The Primacy of Reallocation in Economic Growth
Productivity growth need not happen where the technology is changing
When we consider why countries grow, we often take for granted that it occurs due to improving productivity in the sector which is changing technologically. The Industrial Revolution was a time of great improvements in technology in the industrial sector – steam engines! the spinning jenny! – so it is strange to think that, actually, most productivity growth was coming from agriculture. This pattern repeats itself multiple times throughout history – growth occurred from reallocating unproductive workers from agriculture to industry, but not necessarily through fast growth of the productivity of industry. We should expect that small increases in manufacturing productivity should lead to much larger increases in total productivity.
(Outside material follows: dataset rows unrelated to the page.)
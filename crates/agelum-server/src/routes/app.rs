use agelum_core::settings::ProjectConfig;
use axum::extract::{Query, State};
use axum::Json;
use serde::Deserialize;

use crate::error::AppError;
use crate::liveness;
use crate::process::LaunchKind;
use crate::state::{AppState, Topic};

#[derive(Debug, Deserialize)]
pub struct StatusQuery {
    #[serde(default)]
    pub repo: Option<String>,
    /// Only an answering HTTP request counts as ready.
    #[serde(default)]
    pub strict: bool,
}

#[derive(Debug, Deserialize)]
pub struct AppActionBody {
    #[serde(default)]
    pub repo: Option<String>,
    pub action: String,
}

#[derive(Debug, Deserialize)]
pub struct LogsQuery {
    #[serde(default)]
    pub repo: Option<String>,
    #[serde(default)]
    pub since: usize,
}

#[derive(Debug, Deserialize)]
pub struct InputBody {
    #[serde(default)]
    pub repo: Option<String>,
    pub data: String,
}

/// Registry key for a project's managed process.
fn process_key(project: &ProjectConfig) -> String {
    if project.id.is_empty() {
        project.name.clone()
    } else {
        project.id.clone()
    }
}

/// GET /api/app-status?repo: is the preview app running, and who owns it.
pub async fn get_status(
    State(app): State<AppState>,
    Query(q): Query<StatusQuery>,
) -> Result<Json<serde_json::Value>, AppError> {
    let project = app.target_project(q.repo.as_deref())?;
    let managed = app.processes.managed(&process_key(&project));
    let url_ready = match project.url.as_deref() {
        Some(url) => liveness::url_alive(url, q.strict).await,
        None => false,
    };

    let pid = match &managed {
        Some(m) => Some(m.pid),
        None if url_ready => match project.url.as_deref().and_then(liveness::dev_port) {
            Some(port) => liveness::pid_on_port(port).await,
            None => None,
        },
        None => None,
    };

    Ok(Json(serde_json::json!({
        "is_running": managed.is_some() || url_ready,
        "is_managed": managed.is_some(),
        "is_url_ready": url_ready,
        "pid": pid,
        "started_at": managed.as_ref().map(|m| m.started_at),
        "command": managed.as_ref().map(|m| m.command.clone()).unwrap_or_else(|| project.dev_command()),
        "url": project.url,
    })))
}

/// POST /api/app-status: start, stop, restart or open a shell.
pub async fn app_action(
    State(app): State<AppState>,
    Json(body): Json<AppActionBody>,
) -> Result<Json<serde_json::Value>, AppError> {
    let project = app.target_project(body.repo.as_deref())?;
    let key = process_key(&project);
    let url = project.url.clone();

    let result = match body.action.as_str() {
        "start" => {
            if app.processes.managed(&key).is_some() {
                return Err(AppError::conflict("Already running (managed)"));
            }
            if let Some(u) = url.as_deref() {
                if liveness::url_alive(u, false).await {
                    return Err(AppError::conflict("Already running externally"));
                }
            }
            let started = app.processes.spawn(
                &key,
                &project.path,
                LaunchKind::DevServer,
                &project.dev_command(),
            )?;
            serde_json::json!({ "success": true, "pid": started.pid, "command": started.command })
        }
        "shell" => {
            if app.processes.managed(&key).is_some() {
                return Err(AppError::conflict("Already running (managed)"));
            }
            let started = app
                .processes
                .spawn(&key, &project.path, LaunchKind::Shell, "")?;
            serde_json::json!({ "success": true, "pid": started.pid, "command": started.command })
        }
        "stop" => {
            let stopped = app
                .processes
                .stop(&key, url.as_deref())
                .await
                .map_err(|e| AppError::not_found(e.to_string()))?;
            serde_json::json!({ "success": true, "stopped": stopped })
        }
        "restart" => {
            let started = app
                .processes
                .restart(&key, &project.path, &project.dev_command(), url.as_deref())
                .await?;
            serde_json::json!({ "success": true, "pid": started.pid, "command": started.command })
        }
        other => return Err(AppError::bad_request(format!("Unknown action '{other}'"))),
    };

    app.notify(Topic::App);
    Ok(Json(result))
}

/// GET /api/app-logs?repo&since: output of the managed process from `since`.
pub async fn get_logs(
    State(app): State<AppState>,
    Query(q): Query<LogsQuery>,
) -> Result<Json<serde_json::Value>, AppError> {
    let project = app.target_project(q.repo.as_deref())?;
    let logs = app.processes.logs(&process_key(&project), q.since);
    Ok(Json(serde_json::to_value(logs)?))
}

/// POST /api/app-logs/input: write to the managed process's stdin.
pub async fn send_input(
    State(app): State<AppState>,
    Json(body): Json<InputBody>,
) -> Result<Json<serde_json::Value>, AppError> {
    let project = app.target_project(body.repo.as_deref())?;
    app.processes
        .send_input(&process_key(&project), &body.data)
        .map_err(|e| AppError::conflict(e.to_string()))?;
    Ok(Json(serde_json::json!({ "success": true })))
}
Let’s say that we are in a two sector economy, consisting of agriculture and manufacturing, which will stand in for everything not agriculture. Land has decreasing returns per person working the land – at least along the relevant scales – as does manufacturing. The efficient solution is that everyone leaves agriculture until they reach the point of constant or increasing returns, but this will not be reached on its own. If a worker would move from agriculture to manufacturing, part of the gain would fall upon his fellow workers, who would see rising wages from being able to work more land. Because of this, an inefficiently low number of workers will move out of agriculture, and wages will be persistently higher in manufacturing. Everyone would benefit from workers being reallocated, but it is privately optimal for no one to move. A productivity shock to manufacturing pushes some people’s benefits to moving above the foregone, and causes them to move. Productivity increases in both sectors, despite technology only improving in one.
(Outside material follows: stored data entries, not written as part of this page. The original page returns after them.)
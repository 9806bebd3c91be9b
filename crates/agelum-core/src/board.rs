use crate::error::Result;
use crate::item::WorkItem;
use crate::store;
use crate::types::{ItemKind, ItemState};
use serde::Serialize;
use std::path::Path;

/// One Kanban column.
#[derive(Debug, Clone, Serialize)]
pub struct Column {
    pub state: ItemState,
    pub items: Vec<WorkItem>,
}

/// The board for `kind`: one column per state, in display order, each column
/// sorted oldest first. Moving a card between columns is [`store::move_item`].
pub fn board(root: &Path, kind: ItemKind) -> Result<Vec<Column>> {
    let items = store::list(root, kind)?;
    Ok(group(kind, items))
}

pub fn group(kind: ItemKind, items: Vec<WorkItem>) -> Vec<Column> {
    let mut columns: Vec<Column> = kind
        .states()
        .iter()
        .map(|s| Column {
            state: *s,
            items: Vec::new(),
        })
        .collect();
    for item in items {
        if let Some(col) = columns.iter_mut().find(|c| c.state == item.state) {
            col.items.push(item);
        }
    }
    for col in &mut columns {
        col.items
            .sort_by(|a, b| a.created_at.cmp(&b.created_at).then(a.id.cmp(&b.id)));
    }
    columns
}

/// Plain-text rendering used by the CLI.
pub fn render_text(columns: &[Column]) -> String {
    let mut out = String::new();
    for col in columns {
        out.push_str(&format!("{} ({})\n", col.state.as_str().to_uppercase(), col.items.len()));
        for item in &col.items {
            match &item.epic {
                Some(epic) => out.push_str(&format!("  - {} [{epic}]\n", item.title)),
                None => out.push_str(&format!("  - {}\n", item.title)),
            }
        }
    }
    out
}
The key assumption is that land is being held in common, and it is divided up among other people if someone leaves. If we grant a property right to each person, and assume frictionless markets, then we would reach the efficient solution because each landowner can capture the value of the land when they sell it. The market for land in 1600s England was plainly not frictionless, though. People had very limited access to credit, and even if they did have access to credit, negotiations are costly and need not lead to the efficient outcome. The Myerson-Satterthwaite theorem is quite powerful – the optimal strategy for individuals is often to commit to not making some mutually beneficial trades, so that you can get more of the surplus. This shows up even in seemingly frictionless settings, like bargaining on Ebay.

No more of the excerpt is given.